* What needs to be done
How many lines in the listing include the string "bool"? Reply with the number alone.

* Entries supplied

- - -

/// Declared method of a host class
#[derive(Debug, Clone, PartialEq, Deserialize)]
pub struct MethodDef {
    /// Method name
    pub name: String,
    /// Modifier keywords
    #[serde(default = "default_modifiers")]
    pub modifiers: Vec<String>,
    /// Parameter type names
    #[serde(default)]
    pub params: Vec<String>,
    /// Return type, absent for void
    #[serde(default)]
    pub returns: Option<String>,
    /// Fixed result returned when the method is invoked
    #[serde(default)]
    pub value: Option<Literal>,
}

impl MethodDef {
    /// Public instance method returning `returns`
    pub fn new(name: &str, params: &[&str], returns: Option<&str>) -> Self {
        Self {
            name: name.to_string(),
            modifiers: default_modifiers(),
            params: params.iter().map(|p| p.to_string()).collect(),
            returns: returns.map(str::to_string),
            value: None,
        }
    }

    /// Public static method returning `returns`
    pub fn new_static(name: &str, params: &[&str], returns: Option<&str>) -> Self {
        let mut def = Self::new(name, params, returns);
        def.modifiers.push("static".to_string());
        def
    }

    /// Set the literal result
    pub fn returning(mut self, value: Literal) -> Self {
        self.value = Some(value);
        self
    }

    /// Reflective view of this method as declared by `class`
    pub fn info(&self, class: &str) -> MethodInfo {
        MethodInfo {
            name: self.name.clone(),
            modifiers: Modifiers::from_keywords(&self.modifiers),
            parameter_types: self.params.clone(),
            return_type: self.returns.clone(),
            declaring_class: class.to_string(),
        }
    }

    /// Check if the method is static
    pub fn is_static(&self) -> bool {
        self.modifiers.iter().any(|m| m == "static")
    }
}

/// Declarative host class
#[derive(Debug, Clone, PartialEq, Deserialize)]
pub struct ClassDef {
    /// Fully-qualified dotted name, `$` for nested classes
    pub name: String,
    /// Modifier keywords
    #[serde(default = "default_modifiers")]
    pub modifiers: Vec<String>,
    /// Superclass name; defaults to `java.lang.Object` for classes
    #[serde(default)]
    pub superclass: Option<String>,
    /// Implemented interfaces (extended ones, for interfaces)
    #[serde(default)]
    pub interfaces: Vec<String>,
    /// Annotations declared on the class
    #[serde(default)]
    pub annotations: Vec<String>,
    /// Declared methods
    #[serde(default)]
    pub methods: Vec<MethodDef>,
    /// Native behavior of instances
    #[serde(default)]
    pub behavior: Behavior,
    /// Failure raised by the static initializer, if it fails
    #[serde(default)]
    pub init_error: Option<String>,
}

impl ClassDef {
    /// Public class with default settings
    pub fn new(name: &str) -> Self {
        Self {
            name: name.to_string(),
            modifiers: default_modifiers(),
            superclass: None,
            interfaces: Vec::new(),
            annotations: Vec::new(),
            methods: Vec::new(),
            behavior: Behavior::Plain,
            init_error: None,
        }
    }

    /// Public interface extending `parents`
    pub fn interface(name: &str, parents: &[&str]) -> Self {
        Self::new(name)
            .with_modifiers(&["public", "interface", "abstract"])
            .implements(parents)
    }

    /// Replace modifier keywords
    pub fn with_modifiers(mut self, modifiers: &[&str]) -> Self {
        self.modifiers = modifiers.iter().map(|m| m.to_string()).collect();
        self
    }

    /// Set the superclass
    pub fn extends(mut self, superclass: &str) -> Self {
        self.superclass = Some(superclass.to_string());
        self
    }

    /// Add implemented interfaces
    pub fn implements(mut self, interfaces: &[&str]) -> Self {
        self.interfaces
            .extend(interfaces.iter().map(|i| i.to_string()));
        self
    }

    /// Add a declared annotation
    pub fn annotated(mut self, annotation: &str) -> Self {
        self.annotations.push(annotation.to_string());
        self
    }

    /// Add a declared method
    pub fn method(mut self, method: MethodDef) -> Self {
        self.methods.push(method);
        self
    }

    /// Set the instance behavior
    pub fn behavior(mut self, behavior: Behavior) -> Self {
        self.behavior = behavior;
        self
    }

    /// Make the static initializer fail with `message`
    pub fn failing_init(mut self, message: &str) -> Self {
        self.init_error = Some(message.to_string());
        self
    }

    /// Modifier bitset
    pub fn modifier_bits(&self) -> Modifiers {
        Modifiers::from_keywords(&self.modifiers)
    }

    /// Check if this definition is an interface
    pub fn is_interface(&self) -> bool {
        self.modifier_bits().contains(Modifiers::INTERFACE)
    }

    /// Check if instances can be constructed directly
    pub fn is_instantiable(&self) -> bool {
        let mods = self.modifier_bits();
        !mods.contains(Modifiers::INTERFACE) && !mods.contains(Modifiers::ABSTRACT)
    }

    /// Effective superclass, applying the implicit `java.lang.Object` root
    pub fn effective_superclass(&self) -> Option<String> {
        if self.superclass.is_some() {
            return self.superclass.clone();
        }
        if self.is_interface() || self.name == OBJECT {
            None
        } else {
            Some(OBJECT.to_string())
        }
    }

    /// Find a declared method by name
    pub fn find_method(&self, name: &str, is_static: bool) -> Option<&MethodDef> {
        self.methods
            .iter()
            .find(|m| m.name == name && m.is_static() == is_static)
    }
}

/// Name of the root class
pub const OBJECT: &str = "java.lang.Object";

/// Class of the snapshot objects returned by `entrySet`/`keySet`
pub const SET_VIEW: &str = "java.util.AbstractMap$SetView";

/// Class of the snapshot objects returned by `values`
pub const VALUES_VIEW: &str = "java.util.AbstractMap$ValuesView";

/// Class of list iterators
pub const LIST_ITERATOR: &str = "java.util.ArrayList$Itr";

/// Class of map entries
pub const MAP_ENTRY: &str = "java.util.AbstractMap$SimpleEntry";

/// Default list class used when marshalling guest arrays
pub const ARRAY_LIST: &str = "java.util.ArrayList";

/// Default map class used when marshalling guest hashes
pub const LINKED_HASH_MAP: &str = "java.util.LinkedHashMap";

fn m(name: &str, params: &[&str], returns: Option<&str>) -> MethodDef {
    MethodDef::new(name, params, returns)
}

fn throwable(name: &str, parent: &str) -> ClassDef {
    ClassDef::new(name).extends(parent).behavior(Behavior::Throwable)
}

- - -

* Result of the exercise
4